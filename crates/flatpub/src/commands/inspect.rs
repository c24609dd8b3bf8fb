use std::path::Path;

pub async fn handle(oci_path: &Path, config: Option<&Path>) -> anyhow::Result<()> {
    let config = super::load_config(config)?;
    let image_id = super::skopeo(&config)
        .image_id(oci_path)
        .await
        .map_err(super::user_error)?;

    println!("{}", image_id);
    Ok(())
}
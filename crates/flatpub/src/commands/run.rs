use anyhow::Context;
use bollard::Docker;
use clap::ValueEnum;
use colored::Colorize;
use flatpub_build::export::{FILESYSTEM_TARBALL, FilesystemExporter, MANIFEST_FILE};
use flatpub_build::{
    CommandBuilderFactory, DockerExporter, PipelineOutcome, PipelineSettings,
    PreExtractedExporter, PublishPipeline, TarExportWriter, TokioCommandRunner, WorkflowData,
};
use flatpub_config::FlatpubConfig;
use std::path::PathBuf;
use std::sync::Arc;

#[derive(Debug, Clone, Copy, PartialEq, Eq, ValueEnum)]
pub enum ExporterKind {
    /// Use a tarball and manifest written by an earlier extraction step
    PreExtracted,
    /// Export a temporary container of the working image through Docker
    Docker,
}

pub struct RunArgs {
    pub state: PathBuf,
    pub config: Option<PathBuf>,
    pub exporter: ExporterKind,
    pub tarball: Option<PathBuf>,
    pub manifest: Option<PathBuf>,
}

fn exporter(
    args: &RunArgs,
    config: &FlatpubConfig,
    workflow: &WorkflowData,
) -> anyhow::Result<Box<dyn FilesystemExporter>> {
    match args.exporter {
        ExporterKind::PreExtracted => {
            let tarball = args
                .tarball
                .clone()
                .unwrap_or_else(|| workflow.workdir.join(FILESYSTEM_TARBALL));
            let manifest = args
                .manifest
                .clone()
                .unwrap_or_else(|| workflow.workdir.join(MANIFEST_FILE));
            Ok(Box::new(PreExtractedExporter::new(tarball, manifest)))
        }
        ExporterKind::Docker => {
            let docker =
                Docker::connect_with_local_defaults().context("Failed to connect to Docker")?;
            Ok(Box::new(DockerExporter::new(
                docker,
                TarExportWriter::new(&config.extraction_path),
            )))
        }
    }
}

pub async fn handle(args: RunArgs) -> anyhow::Result<()> {
    let config = super::load_config(args.config.as_deref())?;
    let mut workflow = WorkflowData::load(&args.state)
        .await
        .with_context(|| format!("Failed to load workflow state {}", args.state.display()))?;

    let builders = CommandBuilderFactory::new(config.builder.clone(), Arc::new(TokioCommandRunner));
    let mut pipeline = PublishPipeline::new(
        PipelineSettings::from(&config),
        exporter(&args, &config, &workflow)?,
        Box::new(builders),
        super::skopeo(&config),
    );

    println!("{}", "Creating Flatpak OCI image...".blue());
    let initial = workflow.clone();
    let outcome = match pipeline.run(&mut workflow).await {
        Ok(outcome) => outcome,
        Err(e) => {
            // Removals scheduled before the failure still run at teardown;
            // nothing else from the failed run is persisted.
            let mut retained = initial;
            if retained.retain_removals_from(&workflow) {
                retained
                    .save(&args.state)
                    .await
                    .with_context(|| format!("Failed to save workflow state {}", args.state.display()))?;
            }
            return Err(super::user_error(e));
        }
    };

    workflow
        .save(&args.state)
        .await
        .with_context(|| format!("Failed to save workflow state {}", args.state.display()))?;

    match outcome {
        PipelineOutcome::Skipped => {
            println!("{}", "Not a Flatpak build, nothing to do".yellow());
        }
        PipelineOutcome::Completed(summary) => {
            println!("{}", "✓ Flatpak OCI image published".green().bold());
            println!("  ref:      {}", summary.ref_name.cyan());
            println!("  image ID: {}", summary.image_id);
            println!("  storage:  {}", summary.storage_ref.cyan());
            println!("  OCI:      {}", summary.oci_path.display());
            println!("  tarball:  {}", summary.tarred_oci_path.display());
        }
    }

    Ok(())
}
* * *
● **Work required**
Write down, word for word, the lines above from the one containing "use bollard::Docker;" through the one containing "to connect to", both ends included.

● **Answer**
use bollard::Docker;
use clap::ValueEnum;
use colored::Colorize;
use flatpub_build::export::{FILESYSTEM_TARBALL, FilesystemExporter, MANIFEST_FILE};
use flatpub_build::{
    CommandBuilderFactory, DockerExporter, PipelineOutcome, PipelineSettings,
    PreExtractedExporter, PublishPipeline, TarExportWriter, TokioCommandRunner, WorkflowData,
};
use flatpub_config::FlatpubConfig;
use std::path::PathBuf;
use std::sync::Arc;

#[derive(Debug, Clone, Copy, PartialEq, Eq, ValueEnum)]
pub enum ExporterKind {
    /// Use a tarball and manifest written by an earlier extraction step
    PreExtracted,
    /// Export a temporary container of the working image through Docker
    Docker,
}

pub struct RunArgs {
    pub state: PathBuf,
    pub config: Option<PathBuf>,
    pub exporter: ExporterKind,
    pub tarball: Option<PathBuf>,
    pub manifest: Option<PathBuf>,
}

fn exporter(
    args: &RunArgs,
    config: &FlatpubConfig,
    workflow: &WorkflowData,
) -> anyhow::Result<Box<dyn FilesystemExporter>> {
    match args.exporter {
        ExporterKind::PreExtracted => {
            let tarball = args
                .tarball
                .clone()
                .unwrap_or_else(|| workflow.workdir.join(FILESYSTEM_TARBALL));
            let manifest = args
                .manifest
                .clone()
                .unwrap_or_else(|| workflow.workdir.join(MANIFEST_FILE));
            Ok(Box::new(PreExtractedExporter::new(tarball, manifest)))
        }
        ExporterKind::Docker => {
            let docker =
                Docker::connect_with_local_defaults().context("Failed to connect to Docker")?;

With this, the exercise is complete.